The main poster for this year’s Designs of the Year show at London’s Design Museum features a stark white slogan on a sheer black background which reads: “Someday the other museums will be showing this stuff.” It sums up perfectly what this programme aims to do: champion and showcase the best contemporary design and put a marker down for that which will come to define the coming decades. And this year’s extravaganza succeeds in doing that in spectacular fashion.
This is down in no small part to the show’s design, overseen by the Norwegian London-based duo Hunting and Narud and the always impressive OK-RM, whose approach contextualises the work brilliantly while giving it room to breathe. With 76 projects to show across the seven categories – architecture, digital, fashion, furniture, graphics, product and transport – the onslaught on the visitor can be overwhelming.
But this has been avoided by three key innovations. Firstly each nominee is given its own stand, stage or wall panel, fashioned out of plywood which calms the whole room down. Secondly, each project is summed up in a conversational one liner, a simple phrase which spells out both what it is and why it is considered important; a brilliant way of making even some of the more complicated entries really accessible. Neat metal plaques hold more in-depth information, crucially retaining a line from the person who nominated that project explaining why.

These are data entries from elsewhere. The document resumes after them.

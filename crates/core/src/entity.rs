//! Persistent entity contract.

use crate::behavior::{Behavior, Kind};
use crate::id::EntityId;

/// An event-sourced, addressable entity type.
///
/// The type itself carries no per-instance data: everything an instance knows
/// lives in its [`Behavior`], which is rebuilt from a snapshot and the
/// persisted events whenever the instance is (re)started.
///
/// - **Commands** are routed to a handler by [`Kind::kind`].
/// - **Events** are applied through the event handler table of the current
///   behavior; handlers must be pure.
/// - **State** is only ever produced by folding events.
pub trait PersistentEntity: Sized + Send + Sync + 'static {
    type Command: Kind + core::fmt::Debug + Send + 'static;
    type Event: Kind + Clone + core::fmt::Debug + Send + Sync + 'static;
    type State: Clone + core::fmt::Debug + Send + Sync + 'static;
    type Reply: core::fmt::Debug + Send + 'static;

    /// Stable entity type name, used for registration and storage keys.
    const ENTITY_TYPE: &'static str;

    /// Behavior to start from, given the latest snapshot (if any).
    fn initial_behavior(snapshot: Option<Self::State>) -> Behavior<Self>;

    /// Runs once after recovery replay and before the first live command.
    fn recovery_completed(behavior: Behavior<Self>, _entity_id: &EntityId) -> Behavior<Self> {
        behavior
    }
}

/// Optimistic concurrency expectation for an entity stream.
#[derive(Debug, Copy, Clone, PartialEq, Eq)]
pub enum ExpectedVersion {
    /// Skip version checking.
    Any,
    /// Require the stream to be at an exact sequence number.
    Exact(u64),
}

impl ExpectedVersion {
    pub fn matches(self, actual: u64) -> bool {
        match self {
            ExpectedVersion::Any => true,
            ExpectedVersion::Exact(v) => v == actual,
        }
    }
}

Thirdly the curators have carefully considered how best to tell the story of each particular object. That doesn’t sound like rocket science but it is has a tremendous impact. Audio and video is used intelligently but there’s more direct links too; visitors can play the reimagined piano by Roland Lamb and Hong-Yeul Eom, use the nominated apps and leaf through some of the magazines. John Pawson’s St Moritz Church is brought to life not just through a photo, but also by being able to see slabs of the materials used.
Wandering round the show it’s great to discover those things that you miss amid the maelstrom of such a massive shortlist. I love Dr David Swann’s syringe that changes colour when exposed to air to discourage multiple use – surely a worthy winner? But there’s other gems too, such as Sidekick which helps designers realise their Kickstarter projects through a mix of professional nous and passion and Rick Owens’ barnstorming fashion week show.
If you’re in London it’s well worth the effort to get down there in order to appreciate both the work itself and the way it’s being displayed.
Designs of the Year 2014 runs until 26 August.